§ **Listed entries**

━━━━━━━━━━━━━━━━━━━━

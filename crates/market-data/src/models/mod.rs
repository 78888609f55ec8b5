//! Market data models
//!
//! This module contains the core data types for market data operations:
//! - `types` - Type aliases for common identifiers (CoinId, Currency)
//! - `price` - Price data structures (PriceHistory, SpotPrice)

mod price;
mod types;

pub use price::{PriceHistory, SpotPrice};
pub use types::{CoinId, Currency};
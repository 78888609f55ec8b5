//! Holdings domain models.

use chrono::NaiveDateTime;
use serde::{Deserialize, Serialize};

use crate::constants::SUPPORTED_COINS;
use crate::errors::Result;

use super::holdings_errors::HoldingError;

/// Domain model representing a tracked cryptocurrency position
#[derive(Debug, Clone, Serialize, Deserialize, PartialEq)]
#[serde(rename_all = "camelCase")]
pub struct Holding {
    pub id: String,
    /// Market data coin id, unique per portfolio
    pub name: String,
    pub amount: f64,
    pub created_at: NaiveDateTime,
    pub updated_at: NaiveDateTime,
}

/// Input model for creating a new holding
#[derive(Serialize, Deserialize, Debug, Clone)]
#[serde(rename_all = "camelCase")]
pub struct NewHolding {
    pub name: String,
    pub amount: f64,
}

impl NewHolding {
    pub fn validate(&self) -> Result<()> {
        if !SUPPORTED_COINS.contains(&self.name.as_str()) {
            return Err(HoldingError::UnsupportedCoin(self.name.clone()).into());
        }
        validate_amount(self.amount)
    }
}

/// How an update amount is combined with the current amount
#[derive(Serialize, Deserialize, Debug, Clone, Copy, PartialEq, Eq)]
#[serde(rename_all = "lowercase")]
pub enum AmountOperation {
    Addition,
    Subtraction,
    Update,
}

impl AmountOperation {
    pub fn apply(self, current: f64, amount: f64) -> f64 {
        match self {
            AmountOperation::Addition => current + amount,
            AmountOperation::Subtraction => current - amount,
            AmountOperation::Update => amount,
        }
    }
}

/// Input model for changing the amount of a holding
#[derive(Serialize, Deserialize, Debug, Clone)]
#[serde(rename_all = "camelCase")]
pub struct HoldingUpdate {
    pub amount: f64,
    pub operation: AmountOperation,
}

impl HoldingUpdate {
    /// Amount after applying the operation, rejecting negative results.
    pub fn resolve(&self, current: f64) -> Result<f64> {
        validate_amount(self.amount)?;
        let amount = self.operation.apply(current, self.amount);
        if amount < 0.0 {
            return Err(HoldingError::NegativeAmount.into());
        }
        Ok(amount)
    }
}

/// A holding priced at the current spot price
#[derive(Serialize, Deserialize, Debug, Clone, PartialEq)]
#[serde(rename_all = "camelCase")]
pub struct HoldingValuation {
    pub id: String,
    pub name: String,
    pub amount: f64,
    pub price_per_unit: f64,
    pub total: f64,
    pub currency: String,
}

impl HoldingValuation {
    pub fn new(holding: Holding, price_per_unit: f64, currency: &str) -> Self {
        Self {
            total: holding.amount * price_per_unit,
            id: holding.id,
            name: holding.name,
            amount: holding.amount,
            price_per_unit,
            currency: currency.to_string(),
        }
    }
}

/// Every holding priced at the current spot price, with the portfolio total
#[derive(Serialize, Deserialize, Debug, Clone, PartialEq)]
#[serde(rename_all = "camelCase")]
pub struct PortfolioValuation {
    pub holdings: Vec<HoldingValuation>,
    pub total_value: f64,
    pub currency: String,
}

fn validate_amount(amount: f64) -> Result<()> {
    if !amount.is_finite() || amount <= 0.0 {
        return Err(HoldingError::InvalidAmount(amount).into());
    }
    Ok(())
}
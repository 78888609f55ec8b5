//! SQLite storage implementation for holdings.

mod model;
mod repository;

pub use model::{HoldingDB, NewHoldingDB};
pub use repository::HoldingRepository;
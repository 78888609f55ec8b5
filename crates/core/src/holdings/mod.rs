//! Holdings module - domain models, services, and traits.

mod holdings_errors;
mod holdings_model;
mod holdings_service;
mod holdings_traits;

pub use holdings_errors::HoldingError;
pub use holdings_model::{
    AmountOperation, Holding, HoldingUpdate, HoldingValuation, NewHolding, PortfolioValuation,
};
pub use holdings_service::HoldingService;
pub use holdings_traits::{HoldingRepositoryTrait, HoldingServiceTrait};
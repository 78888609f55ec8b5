use super::DbPool;
use crate::errors::StorageError;
use cryptofolio_core::errors::{DatabaseError, Error, Result};
use diesel::SqliteConnection;
use log::error;
use std::any::Any;
use tokio::sync::{mpsc, oneshot};

// A job runs against the writer's dedicated connection and reports a core
// Result, which is what repository callers expect.
type Job<T> = Box<dyn FnOnce(&mut SqliteConnection) -> Result<T> + Send + 'static>;

type AnyBox = Box<dyn Any + Send + 'static>;
type Envelope = (Job<AnyBox>, oneshot::Sender<Result<AnyBox>>);

/// Handle for sending jobs to the writer actor.
#[derive(Clone)]
pub struct WriteHandle {
    tx: mpsc::Sender<Envelope>,
}

impl WriteHandle {
    /// Executes a database job on the writer actor's dedicated connection,
    /// inside its own immediate transaction.
    ///
    /// The transaction is rolled back when the job returns an error.
    pub async fn exec<F, T>(&self, job: F) -> Result<T>
    where
        F: FnOnce(&mut SqliteConnection) -> Result<T> + Send + 'static,
        T: Send + 'static + Any,
    {
        let (ret_tx, ret_rx) = oneshot::channel();

        self.tx
            .send((
                Box::new(move |c| job(c).map(|v| Box::new(v) as AnyBox)),
                ret_tx,
            ))
            .await
            .map_err(|_| writer_stopped())?;

        let boxed = ret_rx.await.map_err(|_| writer_stopped())??;
        boxed.downcast::<T>().map(|v| *v).map_err(|_| {
            Error::Database(DatabaseError::Internal(
                "Writer actor returned an unexpected result type".to_string(),
            ))
        })
    }
}

fn writer_stopped() -> Error {
    Error::Database(DatabaseError::Internal(
        "Writer actor is not running".to_string(),
    ))
}

/// Spawns a background Tokio task that acts as the single writer to the
/// database. The actor owns one pooled connection and processes jobs serially.
pub fn spawn_writer(pool: DbPool) -> WriteHandle {
    let (tx, mut rx) = mpsc::channel::<Envelope>(1024);

    tokio::spawn(async move {
        let mut conn = match pool.get() {
            Ok(conn) => conn,
            Err(e) => {
                error!("Writer actor could not acquire a connection: {}", e);
                let message = e.to_string();
                while let Some((_, reply_tx)) = rx.recv().await {
                    let _ = reply_tx.send(Err(Error::Database(DatabaseError::ConnectionFailed(
                        message.clone(),
                    ))));
                }
                return;
            }
        };

        while let Some((job, reply_tx)) = rx.recv().await {
            let result: Result<AnyBox> = conn
                .immediate_transaction::<_, StorageError, _>(|c| job(c).map_err(StorageError::from))
                .map_err(Error::from);

            // The requester may have gone away; nothing to do then.
            let _ = reply_tx.send(result);
        }
    });

    WriteHandle { tx }
}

━━━━━━━━━━━━━━━━━━━━

§ **Instructions to follow**
Some lines above contain the word "Subtraction". Copy each of them.

§ **Response**
    Subtraction,
            AmountOperation::Subtraction => current - amount,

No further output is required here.